The International Committee Against Mars Sample Returns (ICAMSR), a small group of scientists who have issued a warning note against any potential return missions.
Barry Degregorio, chair of the committee, says any sample should only be brought to the moon, where potential pathogens can be identified and isolated.
He says samples taken from Mars should be analyzed at the proposed Lunar Gateway space station, where they can be analyzed at a safe distance without the risk of launching a possible alien infection from which we have no immunity.
“This is the only way to ensure that the Earth’s biosphere is 100% protected,” says DeGregorio.
And he quotes the famous astronomer Carl Sagan, who wrote in 1973: “Because Mars in particular is an environment of potentially great biological importance, pathogens and organisms that, if transported to the Earth’s environment, could exist on Mars. Cause damage … the Mars epidemic. “
The current plan is to collect persistence tube samples for a mission to launch in 2026. “Perseverance is the first stage of the first round-trip journey to another planet,” says Wanda Peters of NASA’s Science Mission Directorate.
The samples will be launched toward Earth for crashing in the Utah desert within ten years. But even though the return compartment is designed to withstand massive shocks, things could go wrong.
In 2004, the return stage of NASA’s Genesis probe, designed to collect samples of solar wind particles and return them to Earth for analysis, opened when it collided with the Utah desert because its parachute did not open.
But there may be an alternative: “Leaving orbiting samples in a stable Mars orbit is one of the many alternative strategies that could be launched after the samples are launched from the surface of Mars,” according to a report by the European Space Agency.

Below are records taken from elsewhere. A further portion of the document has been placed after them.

use crate::batch::BatchExecutor;
use crate::cache_key::derive_cache_key;
use crate::errors::Result;
use crate::metrics_defs::REQUESTS;
use crate::protocol::Skus;
use crate::service::BillingContext;
use std::fmt;

/// Outcome of a request that did not fail with an error.
#[derive(Debug, Clone, PartialEq, Eq)]
pub enum RequestOutcome<T> {
    Completed(T),
    /// The billing service reported an error for the batch at `batch_index`.
    /// The error handler has already reported it; nothing is returned.
    Aborted { batch_index: usize },
}

impl<T> RequestOutcome<T> {
    pub fn completed(self) -> Option<T> {
        match self {
            RequestOutcome::Completed(value) => Some(value),
            RequestOutcome::Aborted { .. } => None,
        }
    }

    pub fn map<U>(self, f: impl FnOnce(T) -> U) -> RequestOutcome<U> {
        match self {
            RequestOutcome::Completed(value) => RequestOutcome::Completed(f(value)),
            RequestOutcome::Aborted { batch_index } => RequestOutcome::Aborted { batch_index },
        }
    }
}

#[derive(Debug, Clone, Copy, PartialEq, Eq, Hash)]
pub enum RequestType {
    GetSkuDetails,
}

impl RequestType {
    pub const fn as_str(&self) -> &'static str {
        match self {
            RequestType::GetSkuDetails => "get_sku_details",
        }
    }
}

impl fmt::Display for RequestType {
    fn fmt(&self, f: &mut fmt::Formatter<'_>) -> fmt::Result {
        f.write_str(self.as_str())
    }
}

/// Requests that can be sent to the billing service.
#[derive(Debug, Clone, PartialEq, Eq)]
pub enum Request {
    GetSkuDetails(GetSkuDetailsRequest),
}

/// Successful result of a [`Request`].
#[derive(Debug, Clone, PartialEq, Eq)]
pub enum Response {
    SkuDetails(Skus),
}

impl Request {
    pub fn sku_details<I, S>(product: impl Into<String>, skus: I) -> Self
    where
        I: IntoIterator<Item = S>,
        S: Into<String>,
    {
        Request::GetSkuDetails(GetSkuDetailsRequest::new(product, skus))
    }

    pub fn request_type(&self) -> RequestType {
        match self {
            Request::GetSkuDetails(_) => RequestType::GetSkuDetails,
        }
    }

    pub async fn execute(&self, context: &BillingContext) -> Result<RequestOutcome<Response>> {
        match self {
            Request::GetSkuDetails(request) => Ok(request
                .execute(context)
                .await?
                .map(Response::SkuDetails)),
        }
    }

    /// Key identifying equivalent requests, `None` if the request must not be cached.
    pub fn cache_key(&self) -> Option<String> {
        match self {
            Request::GetSkuDetails(request) => Some(request.cache_key()),
        }
    }
}

/// Fetches details for any number of SKUs of one product type.
///
/// SKUs are sorted on construction. Duplicates are kept: they are sent to
/// the service and are part of the cache key.
#[derive(Debug, Clone, PartialEq, Eq)]
pub struct GetSkuDetailsRequest {
    product: String,
    skus: Vec<String>,
}

impl GetSkuDetailsRequest {
    pub fn new<I, S>(product: impl Into<String>, skus: I) -> Self
    where
        I: IntoIterator<Item = S>,
        S: Into<String>,
    {
        let mut skus: Vec<String> = skus.into_iter().map(Into::into).collect();
        skus.sort();

        Self {
            product: product.into(),
            skus,
        }
    }

    pub fn product(&self) -> &str {
        &self.product
    }

    /// SKUs in the order they are sent to the service.
    pub fn skus(&self) -> &[String] {
        &self.skus
    }

    pub async fn execute(&self, context: &BillingContext) -> Result<RequestOutcome<Skus>> {
        let result = BatchExecutor::new(context)
            .execute(&self.product, &self.skus)
            .await;

        let outcome = match &result {
            Ok(RequestOutcome::Completed(_)) => "completed",
            Ok(RequestOutcome::Aborted { .. }) => "aborted",
            Err(_) => "failed",
        };
        crate::counter!(REQUESTS, "outcome" => outcome).increment(1);
        tracing::debug!(
            product = %self.product,
            skus = self.skus.len(),
            outcome,
            "SKU details request finished"
        );

        result
    }

    pub fn cache_key(&self) -> String {
        derive_cache_key(&self.product, &self.skus)
    }
}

“Returning virgin samples from Mars to Earth has been a goal of generations of planetary scientists,” says NASA.
But Dr. Gilbert Levine, the engineer who investigated the Vikings landing mission for NASA, said: “I fear that even if a safe return container can be made from Mars and brought to Earth, there is a great possibility. Part of the sample leaks out From the “safe” laboratory where the container will be opened.
The He told the Daily Star There is a “real possibility” of microorganisms on the red planet, and he said that bringing these small organisms to Earth could cause a devastating pandemic.